Article

Should Interaction Designers Learn Code?

coding

I’m an Interaction Designer here at Edenspiekermann. My role in projects is pretty clearly defined: identifying user needs/flows, defining use-cases, creating the actual visual design, and working with developers to bring the final product to fruition. There’s no area where I’m required to actually do any web development. However, a few months ago I decided I had to start learning code again. I started refreshing myself with A Book Apart’s HTML5 & CSS3 for Web Designers and Responsive Web Design. After that I began doing all of the HTML, CSS, and jQuery/Javascript courses on our company codeschool.com account as well as various personal projects to try and solidify a basic foundation for myself. Am I an expert yet? No. Will I be? Probably not. So what are the reasons I’m putting in all this effort?

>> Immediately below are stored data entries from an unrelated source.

//! Services module - the order-processing pipeline.
//!
//! Everything here works on plain paths and values; nothing keeps global state. The only
//! thing shared across a run is a [`ScanMetrics`](crate::metrics::ScanMetrics) reference.
//!
//! # Components
//!
//! - [`naming`]: pure metadata extraction from file names (detail count, ready date,
//!   sort key, stop words)
//! - [`manifest`]: ordering of job files and the `list.xml` work list
//! - [`panels`]: in-place renaming of panels inside part descriptor files
//! - [`report_codec`]: the `order_ready_YYYYMMDD.xml` completion marker format
//! - [`resolver`]: the recursive status walk that drives the modules above
//! - [`work_report`]: the text report of all orders
//! - [`relocation`]: moving finished orders into `<target>/<YYYY-MM>`
//! - [`workflow`]: one complete run
//!
//! # Usage Example
//!
//! ```ignore
//! use listmaker::metrics::ScanMetrics;
//! use listmaker::services::workflow::{self, RunOptions};
//!
//! let metrics = ScanMetrics::new();
//! let summary = workflow::run(&settings, &settings.source_dir, RunOptions::default(), &metrics)?;
//! for order in &summary.orders {
//!     println!("{}: {}", order.item_name, order.status);
//! }
//! ```

pub mod manifest;
pub mod naming;
pub mod panels;
pub mod relocation;
pub mod report_codec;
pub mod resolver;
pub mod work_report;
pub mod workflow;

pub use manifest::{FileFormat, ManifestError};
pub use panels::{PanelError, PanelRecord, PanelRewrite, PartDescriptor};
pub use relocation::{RelocationError, RelocationSummary};
pub use report_codec::ReportCodecError;
pub use resolver::{LocalPlan, StatusResolver};
pub use workflow::{RunOptions, RunSummary};
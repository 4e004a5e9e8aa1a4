//! Worker-pool orchestration: fan fetch+insert work out, aggregate results.

use std::collections::VecDeque;
use std::sync::{Arc, Mutex};

use time::OffsetDateTime;
use tokio::sync::mpsc;
use tracing::{error, warn};

use quotesync_warehouse::{QuoteRow, QuoteSink, SinkOpener, WarehouseError};

use crate::adapters::EodhdClient;
use crate::domain::Ticker;

/// Default size of the worker pool.
pub const DEFAULT_WORKERS: usize = 25;

/// Outcome of one batch run.
#[derive(Debug, Clone, Copy, PartialEq, Eq)]
pub struct BatchReport {
    /// Tickers submitted to the pool.
    pub universe: usize,
    /// Rows written to the destination.
    pub inserted: usize,
}

/// Fan the ticker universe out across `workers` tasks and sum the per-ticker
/// outcomes in completion order.
///
/// Each worker pulls from a shared queue and owns at most one destination
/// sink, opened lazily on its first successful fetch and closed when the
/// queue drains, including after failed inserts. Per-ticker failures are
/// logged at the worker boundary and reported as zero; a crashed worker task
/// is logged without aborting the rest of the batch.
pub async fn run_batch<O>(
    client: EodhdClient,
    opener: O,
    tickers: Vec<Ticker>,
    workers: usize,
) -> BatchReport
where
    O: SinkOpener + Clone + 'static,
    O::Sink: 'static,
{
    let universe = tickers.len();
    let queue = Arc::new(Mutex::new(VecDeque::from(tickers)));
    let (outcome_tx, mut outcome_rx) = mpsc::unbounded_channel::<usize>();

    let workers = workers.max(1);
    let mut handles = Vec::with_capacity(workers);
    for worker in 0..workers {
        let client = client.clone();
        let opener = opener.clone();
        let queue = Arc::clone(&queue);
        let outcome_tx = outcome_tx.clone();

        handles.push(tokio::spawn(async move {
            let mut sink: Option<O::Sink> = None;
            loop {
                let next = queue.lock().expect("ticker queue poisoned").pop_front();
                let Some(ticker) = next else { break };
                let outcome = process_ticker(&client, &opener, &mut sink, &ticker).await;
                let _ = outcome_tx.send(outcome);
            }

            if let Some(mut sink) = sink.take() {
                if let Err(error) = sink.close().await {
                    warn!(worker, %error, "failed to close worker connection");
                }
            }
        }));
    }
    drop(outcome_tx);

    let mut inserted = 0;
    while let Some(outcome) = outcome_rx.recv().await {
        inserted += outcome;
    }

    for handle in handles {
        if let Err(error) = handle.await {
            error!(%error, "worker task crashed");
        }
    }

    BatchReport { universe, inserted }
}

/// Fetch, normalize, and insert one ticker. Returns 1 for an inserted row,
/// 0 for a skipped or failed ticker.
async fn process_ticker<O>(
    client: &EodhdClient,
    opener: &O,
    sink: &mut Option<O::Sink>,
    ticker: &Ticker,
) -> usize
where
    O: SinkOpener,
{
    let quote = match client.realtime(ticker).await {
        Ok(quote) => quote,
        Err(error) => {
            warn!(ticker = %ticker, %error, "fetch failed; skipping");
            return 0;
        }
    };

    let created_at = OffsetDateTime::now_utc();
    let row = QuoteRow {
        ticker: ticker.as_str().to_owned(),
        open: quote.open,
        high: quote.high,
        low: quote.low,
        close: quote.close,
        volume: quote.volume,
        created_at,
        read_at: quote.read_at().unwrap_or(created_at),
    };

    let sink = match ensure_sink(opener, sink).await {
        Ok(sink) => sink,
        Err(error) => {
            error!(ticker = %ticker, %error, "could not open destination connection");
            return 0;
        }
    };

    match sink.insert(&row).await {
        Ok(()) => 1,
        Err(error) => {
            // The connection stays up: an insert failure is local to its row.
            error!(ticker = %ticker, %error, "insert failed");
            0
        }
    }
}

async fn ensure_sink<'a, O>(
    opener: &O,
    slot: &'a mut Option<O::Sink>,
) -> Result<&'a mut O::Sink, WarehouseError>
where
    O: SinkOpener,
{
    if slot.is_none() {
        *slot = Some(opener.open().await?);
    }
    Ok(slot.as_mut().expect("sink was just opened"))
}
//! Per-worker destination sinks.
//!
//! Each worker owns at most one [`QuoteSink`], opened lazily through a
//! [`SinkOpener`] on the worker's first insert and held for the rest of the
//! worker's lifetime. Sinks are never shared between workers.

use std::future::Future;
use std::pin::Pin;

use sqlx::postgres::PgConnectOptions;
use sqlx::{ConnectOptions, Connection, PgConnection};
use time::OffsetDateTime;

use crate::table::TableName;
use crate::{DestinationConfig, WarehouseError};

/// One destination row.
///
/// `currency` is not carried here: the loader writes it as NULL regardless
/// of what the upstream payload contains.
#[derive(Debug, Clone, PartialEq)]
pub struct QuoteRow {
    pub ticker: String,
    pub open: Option<f64>,
    pub high: Option<f64>,
    pub low: Option<f64>,
    pub close: Option<f64>,
    pub volume: Option<i64>,
    /// Fetch time, UTC.
    pub created_at: OffsetDateTime,
    /// Source timestamp when the payload carried one, otherwise fetch time.
    pub read_at: OffsetDateTime,
}

/// Destination write handle owned by exactly one worker.
pub trait QuoteSink: Send {
    /// Insert one row in its own transaction. A failure is local to the row:
    /// the sink remains usable for subsequent inserts.
    fn insert<'a>(
        &'a mut self,
        row: &'a QuoteRow,
    ) -> Pin<Box<dyn Future<Output = Result<(), WarehouseError>> + Send + 'a>>;

    /// Release the underlying connection. Idempotent.
    fn close(&mut self) -> Pin<Box<dyn Future<Output = Result<(), WarehouseError>> + Send + '_>>;
}

/// Opens one sink per worker.
pub trait SinkOpener: Send + Sync {
    type Sink: QuoteSink;

    fn open(&self) -> Pin<Box<dyn Future<Output = Result<Self::Sink, WarehouseError>> + Send + '_>>;
}

/// Opener for Postgres-backed sinks; every call opens a fresh connection.
#[derive(Clone)]
pub struct PgSinkOpener {
    options: PgConnectOptions,
    insert_sql: String,
}

impl PgSinkOpener {
    pub fn new(config: &DestinationConfig, table: &TableName) -> Result<Self, WarehouseError> {
        Ok(Self {
            options: config.connect_options()?,
            insert_sql: insert_statement(table),
        })
    }
}

impl SinkOpener for PgSinkOpener {
    type Sink = PgQuoteSink;

    fn open(&self) -> Pin<Box<dyn Future<Output = Result<Self::Sink, WarehouseError>> + Send + '_>> {
        Box::pin(async move {
            let connection = self.options.connect().await?;
            Ok(PgQuoteSink {
                connection: Some(connection),
                insert_sql: self.insert_sql.clone(),
            })
        })
    }
}

/// One worker's persistent destination connection.
pub struct PgQuoteSink {
    connection: Option<PgConnection>,
    insert_sql: String,
}

impl QuoteSink for PgQuoteSink {
    fn insert<'a>(
        &'a mut self,
        row: &'a QuoteRow,
    ) -> Pin<Box<dyn Future<Output = Result<(), WarehouseError>> + Send + 'a>> {
        Box::pin(async move {
            let connection = self.connection.as_mut().ok_or(WarehouseError::SinkClosed)?;

            let mut tx = connection.begin().await?;
            sqlx::query(&self.insert_sql)
                .bind(&row.ticker)
                .bind(row.open)
                .bind(row.high)
                .bind(row.low)
                .bind(row.close)
                .bind(row.volume)
                .bind(row.created_at)
                .bind(row.read_at)
                .execute(&mut *tx)
                .await?;
            tx.commit().await?;
            Ok(())
        })
    }

    fn close(&mut self) -> Pin<Box<dyn Future<Output = Result<(), WarehouseError>> + Send + '_>> {
        Box::pin(async move {
            if let Some(connection) = self.connection.take() {
                connection.close().await?;
            }
            Ok(())
        })
    }
}

fn insert_statement(table: &TableName) -> String {
    format!(
        "INSERT INTO {table} \
         (ext2_ticker, open, high, low, close, volume, currency, \
          timestamp_created_utc, timestamp_read_utc) \
         VALUES ($1, $2, $3, $4, $5, $6, NULL, $7, $8)",
        table = table.as_str(),
    )
}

jpeg Working with our developers to test various devices

a74feed49f6d11e19e4a12313813ffc0 7 There’s no seperate seating for designers and developers

1 – To let the developers focus on the complex issues

At Edenspiekermann we embrace an agile approach to projects whereby the designers, developers, and product owners work closely together in an iterative process. A major aspect of this approach is the ability to have cross-disciplinary roles within a project; developers can have design tasks, and designers could have development tasks. Now, I must say, our developers here all have a pretty slick eye for making design decisions, however, my front-end knowledge was stuck somewhere back in the mid 2000s. This made having cross disciplinary roles for myself nearly impossible, giving us no chance to delegate easier front-end tasks to the designer. The solution? Start learning how to code.

When the designer has coding skills they can iterate on actual working design solutions in the browser, do all the polishing and fine-tuning until it looks just right, and fundamentally understand the various aspects of the front and back-end of the product they’re working on; knowledge that in turn completely affects the design solutions you come up with. Having this workflow also allows the front-end developers to stay focused on much more pressing and complex issues that have to be addressed during the project. Fortunately the team here totally embraces involving designers into the development environment.

Screen%20Shot%202012-12-10%20at%2011.45.34%20AM The Web Inspector is a powerful tool to learn and interact with css and html

2 – To cut a few corners

When you’re working with the actual materials (the front-end code) you can make design decisions and implementation much quicker. As I said, we don’t follow a waterfall process where the design is totally finished then the developers take over. We’re constantly iterating on the design as we go along; sometimes sitting next to the developers and iterating in the browser, sometimes as static mock ups which then get implemented later.

A typical scenario: I iterate or polish a design in Keynote till it’s looking exceptionally perfect. Grab a coffee, look at my work some more and think: “My god Scott, you killed it. Bravo.” Save comps, show them to the developers, have them tell me: “Those items are all marked up in a so the only way we’ll be able to make it look like that is by using jQuery Masonry!” Then the back-end developers see it and say something like: “Yeah we can do that, but at the moment there’s no way to have that line of text displayed differently in the CMS.” Crushed, I go back to the drawing board with my new knowledge of how these elements are marked up, come up with another solution that finally works, then realize I’ve spent all that time and only have a static image to show for it. The developers still have to implement it!

When the designer can code: I open the website and inspect elements with Chrome Developer Tools, read through the markup and come up with a simple and easy to implement design solution that to be honest, is usually better than if I had approached it from Keynote. I open my favourite text editor (Sublime Text 2, of course), make changes directly in code, play Paul Engemann's “Push It To The Limit” while in my head replacing the word “limit” with “GitHub”, then lastly, Push It To The GitHub. Done.

3 – It just feels like the next logical step

I think we’re already beginning to see a shift in the roles of Interaction Designers where designing static mockups is being replaced by coding prototypes. This probably scares some of you, but it shouldn’t. Learning the basics isn’t that hard. Web Development has to be one of the only professions in the world with such an enormous library of online resources, and not to mention a massive community who love sharing their knowledge. It’s not like we need to be expert front-end developers or something. What’s important is to understand the materials you’re building with. The fact is, when you’re writing the mark-up for a website, you’re actually designing the information hierarchy for the content, deciding what’s more important than what. When you’re choosing how the site is going to respond to different break points, you’re making crucial design decisions that can’t be foreseen in static mock ups. Working with code instead of mock-ups forces you to think in a simple to complex manner, rather than focusing your effort on coming up with the awesomest new design pattern that’s going to blow peoples minds. In the end you have something real, which lets you actually test your design solutions and see if they’re working. Something you just don’t get to do after finishing a static mock-up.

So what’s next? Familiarizing myself with Haml and Sass since that’s what our developers are writing in (this shouldn’t be hard since they’re so similar to HTML and CSS), being able to set up the entire development environment on my system without the help of our developers (many headaches to come, I’m sure), and ultimately further blurring the lines between the roles of designers and developers.